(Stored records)
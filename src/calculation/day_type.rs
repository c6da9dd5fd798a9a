//! Day type detection and rate tier classification.
//!
//! This module decides which pay tier a single time segment falls into. The
//! rules are checked in priority order and the first match wins:
//!
//! 1. Public holiday: double time
//! 2. Sunday: double time
//! 3. Saturday: time-and-a-half
//! 4. Segment starts at or after the shift end: time-and-a-half (late overtime)
//! 5. Segment starts before the shift start: time-and-a-half (early overtime)
//! 6. Otherwise: ordinary time

use chrono::{Datelike, NaiveDateTime, Weekday};
use rust_decimal::Decimal;
use serde::{Deserialize, Serialize};

use crate::config::TierMultipliers;

/// Represents the type of day for rate calculation.
///
/// # Example
///
/// ```
/// use wage_engine::calculation::DayType;
///
/// let day_type = DayType::Saturday;
/// assert_eq!(day_type.to_string(), "Saturday");
/// ```
#[derive(Debug, Clone, Copy, PartialEq, Eq, Hash, Serialize, Deserialize)]
#[serde(rename_all = "snake_case")]
pub enum DayType {
    /// Monday through Friday.
    Weekday,
    /// Saturday.
    Saturday,
    /// Sunday.
    Sunday,
    /// A public holiday, whatever day of the week it falls on.
    PublicHoliday,
}

impl std::fmt::Display for DayType {
    fn fmt(&self, f: &mut std::fmt::Formatter<'_>) -> std::fmt::Result {
        match self {
            DayType::Weekday => write!(f, "Weekday"),
            DayType::Saturday => write!(f, "Saturday"),
            DayType::Sunday => write!(f, "Sunday"),
            DayType::PublicHoliday => write!(f, "Public Holiday"),
        }
    }
}

/// Determines the day type for a given datetime.
///
/// # Example
///
/// ```
/// use wage_engine::calculation::{get_day_type, DayType};
/// use chrono::NaiveDateTime;
///
/// // 2026-01-17 is a Saturday
/// let saturday = NaiveDateTime::parse_from_str("2026-01-17 15:00:00", "%Y-%m-%d %H:%M:%S").unwrap();
/// assert_eq!(get_day_type(saturday, false), DayType::Saturday);
/// assert_eq!(get_day_type(saturday, true), DayType::PublicHoliday);
/// ```
pub fn get_day_type(datetime: NaiveDateTime, is_public_holiday: bool) -> DayType {
    if is_public_holiday {
        return DayType::PublicHoliday;
    }
    match datetime.weekday() {
        Weekday::Sat => DayType::Saturday,
        Weekday::Sun => DayType::Sunday,
        _ => DayType::Weekday,
    }
}

/// The pay tier a segment is paid at.
#[derive(Debug, Clone, Copy, PartialEq, Eq, Hash, Serialize, Deserialize)]
#[serde(rename_all = "snake_case")]
pub enum RateTier {
    /// Ordinary time.
    Ordinary,
    /// Time-and-a-half.
    Overtime15,
    /// Double time.
    Overtime20,
}

impl RateTier {
    /// Returns the configured multiplier for this tier.
    pub fn multiplier(&self, multipliers: &TierMultipliers) -> Decimal {
        match self {
            RateTier::Ordinary => multipliers.ordinary,
            RateTier::Overtime15 => multipliers.overtime_15,
            RateTier::Overtime20 => multipliers.overtime_20,
        }
    }
}

/// Classifies the segment starting at `segment_start` into a rate tier.
///
/// `shift_start` and `shift_end` are the scheduled shift boundaries anchored
/// on the day being paid.
pub fn classify_segment(
    segment_start: NaiveDateTime,
    is_public_holiday: bool,
    shift_start: NaiveDateTime,
    shift_end: NaiveDateTime,
) -> RateTier {
    match get_day_type(segment_start, is_public_holiday) {
        DayType::PublicHoliday | DayType::Sunday => RateTier::Overtime20,
        DayType::Saturday => RateTier::Overtime15,
        DayType::Weekday if segment_start >= shift_end => RateTier::Overtime15,
        DayType::Weekday if segment_start < shift_start => RateTier::Overtime15,
        DayType::Weekday => RateTier::Ordinary,
    }
}
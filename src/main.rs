//! HTTP server for the wage engine.

use std::env;
use std::process::ExitCode;

use tracing::{error, info};
use tracing_subscriber::prelude::*;
use tracing_subscriber::{EnvFilter, fmt};

use wage_engine::api::{AppState, create_router};
use wage_engine::config::ConfigLoader;

const DEFAULT_CONFIG_DIR: &str = "./config/default";
const DEFAULT_ADDR: &str = "0.0.0.0:3000";

fn init_logger() {
    let filter = EnvFilter::try_from_default_env().unwrap_or_else(|_| EnvFilter::new("info"));
    tracing_subscriber::registry()
        .with(fmt::layer().with_target(false))
        .with(filter)
        .init();
}

#[tokio::main]
async fn main() -> ExitCode {
    init_logger();

    let config_dir = env::var("WAGE_ENGINE_CONFIG").unwrap_or_else(|_| DEFAULT_CONFIG_DIR.to_string());
    let addr = env::var("WAGE_ENGINE_ADDR").unwrap_or_else(|_| DEFAULT_ADDR.to_string());

    let config = match ConfigLoader::load(&config_dir) {
        Ok(config) => config,
        Err(err) => {
            error!(config_dir = %config_dir, error = %err, "Failed to load configuration");
            return ExitCode::FAILURE;
        }
    };
    info!(
        config_dir = %config_dir,
        branches = config.branches().len(),
        "Configuration loaded"
    );

    let listener = match tokio::net::TcpListener::bind(&addr).await {
        Ok(listener) => listener,
        Err(err) => {
            error!(addr = %addr, error = %err, "Failed to bind");
            return ExitCode::FAILURE;
        }
    };
    info!(addr = %addr, "Wage engine listening");

    if let Err(err) = axum::serve(listener, create_router(AppState::new(config))).await {
        error!(error = %err, "Server error");
        return ExitCode::FAILURE;
    }
    ExitCode::SUCCESS
}
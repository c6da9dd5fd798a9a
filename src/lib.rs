//! Time-and-wage calculation engine.
//!
//! This crate turns raw clock-in/clock-out timestamps into payable hours,
//! overtime tiers and wage totals, and aggregates them into a wage run with a
//! draft/finalized lifecycle.

#![warn(missing_docs)]

pub mod api;
pub mod calculation;
pub mod config;
pub mod error;
pub mod models;
pub mod wage_run;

**Activity**
Out of the records above, pull the lines that include the word "ConfigLoader".

**Response for this exercise**
use wage_engine::config::ConfigLoader;
    let config = match ConfigLoader::load(&config_dir) {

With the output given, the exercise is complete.